Sistematização de conhecimentos
 Em termos narrativos, a consciência de grupo e o
sentimento nacional são representados através da noção
de personagem coletiva (cf. p. 87), quando se trata
da multidão de Lisboa, que revela uma vontade comum
(cap. 11), que se organiza em conjunto para defender a
capital (cap. 115) e que sofre em conjunto o cerco imposto
(cap. 148).
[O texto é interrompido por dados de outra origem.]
//! Batch detail lookups (`videos.list`, `channels.list`) and channel
//! reference resolution.

use crate::channel_ref::ChannelRef;
use crate::error::YoutubeError;
use crate::types::{Channel, ListResponse, Video};

use super::{YoutubeClient, DETAIL_BATCH_MAX};

pub const VIDEO_PARTS: &str =
    "snippet,statistics,contentDetails,status,recordingDetails,topicDetails";
pub const CHANNEL_PARTS: &str = "snippet,statistics,contentDetails";

impl YoutubeClient {
    /// Full video records for up to [`DETAIL_BATCH_MAX`] ids.
    ///
    /// Ids the API does not know (deleted, private) are simply absent from
    /// the result.
    ///
    /// # Errors
    ///
    /// - [`YoutubeError::Api`] when the API rejects the call.
    /// - [`YoutubeError::Http`] on network failure.
    /// - [`YoutubeError::Deserialize`] if the body has an unexpected shape.
    pub async fn videos(&self, ids: &[String]) -> Result<Vec<Video>, YoutubeError> {
        if ids.is_empty() {
            return Ok(Vec::new());
        }
        debug_assert!(ids.len() <= DETAIL_BATCH_MAX);
        let joined = ids.join(",");
        let response: ListResponse<Video> = self
            .get_json(
                "videos",
                &[
                    ("part", VIDEO_PARTS),
                    ("id", joined.as_str()),
                    ("maxResults", "50"),
                ],
            )
            .await?;
        Ok(response.items)
    }

    /// Channel records for up to [`DETAIL_BATCH_MAX`] ids.
    ///
    /// # Errors
    ///
    /// Same as [`Self::videos`].
    pub async fn channels(&self, ids: &[String]) -> Result<Vec<Channel>, YoutubeError> {
        if ids.is_empty() {
            return Ok(Vec::new());
        }
        debug_assert!(ids.len() <= DETAIL_BATCH_MAX);
        let joined = ids.join(",");
        let response: ListResponse<Channel> = self
            .get_json(
                "channels",
                &[
                    ("part", CHANNEL_PARTS),
                    ("id", joined.as_str()),
                    ("maxResults", "50"),
                ],
            )
            .await?;
        Ok(response.items)
    }

    /// Looks up a single channel by id, `@handle`, or legacy username.
    ///
    /// # Errors
    ///
    /// - [`YoutubeError::NotFound`] if the API returns no channel.
    /// - Anything [`Self::videos`] can return.
    pub async fn resolve_channel(&self, reference: &ChannelRef) -> Result<Channel, YoutubeError> {
        let (filter, value) = match reference {
            ChannelRef::Id(id) => ("id", id.as_str()),
            ChannelRef::Handle(handle) => ("forHandle", handle.as_str()),
            ChannelRef::Username(name) => ("forUsername", name.as_str()),
        };
        let response: ListResponse<Channel> = self
            .get_json("channels", &[("part", CHANNEL_PARTS), (filter, value)])
            .await?;

        response
            .items
            .into_iter()
            .next()
            .ok_or_else(|| YoutubeError::NotFound {
                resource: "channel",
                id: reference.to_string(),
            })
    }
}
Mas a enumeração de grupos sociais e
profissionais (soldados) chama a atenção também para o
facto de a unidade nacional se fazer a partir da motivação e
do empenho dos grupos que a compõem.
 No plano da escrita da história, a própria Crónica de D. João
I contribui, ao mesmo tempo, para representar o sentimento
coletivo vivido durante a Crise de 1383-1385 e para afirmar
essa consciência nacional. A obra foi encomendada pelo
rei D. Duarte, filho de D. João I. Um dos objetivos de Fernão
Lopes foi demonstrar o patriotismo dos portugueses
e valorizar o papel do Mestre de Avis, fundador da Casa de
Avis, na defesa da independência do reino e na construção
do novo Portugal, que nasce na segunda dinastia. Fernão
Lopes ajuda a legitimar (justificar) o direito de D. João I ao trono
do Reino português.

ESTILO E ARTE NARRATIVA DE FERNÃO LOPES


 As crónicas de Fernão Lopes testemunham um estádio da
língua portuguesa que se costuma classificar
como português antigo e exibem construções
sintáticas, expressões e vocabulário com marcas da língua
de um período de amadurecimento. Apesar dos arcaísmos
(«talente», «aadur», «açalmamento») e de
construções arcaicas («Ca nenhuu˜ por estonce podia outra
cousa cuidar»), é claro que a língua portuguesa já sofreu
uma evolução que a distingue dos seus primórdios.
 No texto da Crónica de D. João I, a narração alterna com
a descrição e com o diálogo para incutir vivacidade e energia
no relato dos episódios mais relevantes da Crise de 1383-
1385. (Não surpreende que os campos lexicais
dominantes sejam o militar e o da realidade social.) Fernão
Lopes consegue criar ritmo e tensão na forma expressiva de
narrar os acontecimentos e com a introdução de
discurso direto no relato («— U matom o Meestre?»).
 A vivacidade, o ritmo e a emoção das personagens são
também conseguidos através de características do discurso
como as marcas de oralidade e a simplicidade da
linguagem (registo corrente e vocabulário familiar), os verbos
de movimento, os verbos introdutores do discurso
(«braadar»), as interjeições e as apóstrofes («Ó Senhor!»).
O dinamismo da ação resulta do uso de tempos, formas e
aspetos verbais como o imperfeito do indicativo, o gerúndio
e o aspeto durativo. O uso de recursos expressivos é
relativamente parco e pouco vai além da comparação, da
metáfora e da personificação.
 As descrições são pautadas pelo forte apelo visual. O
narrador desempenha o papel da testemunha dos
acontecimentos; percorre os espaços e caracteriza os
lugares, os ambientes e as figuras (indivíduos ou grupos)
que encontra. O uso de verbos associados ao olhar
(«oolhae», «veede») ajuda a salientar o visualismo das
situações descritas. Por vezes, as sensações visuais são
associadas às auditivas (cap. 15).
 Numa técnica semelhante à do cinema ou da reportagem, o
narrador percorre os espaços, detendo-se em figuras
individuais ou em grupos, como sucede na descrição do
sofrimento do povo de Lisboa (cap. 148). Em colaboração
com as outras técnicas anteriormente descritas, assim se
consegue criar um estilo expressivo que põe em destaque
pormenores patéticos da situação descrita.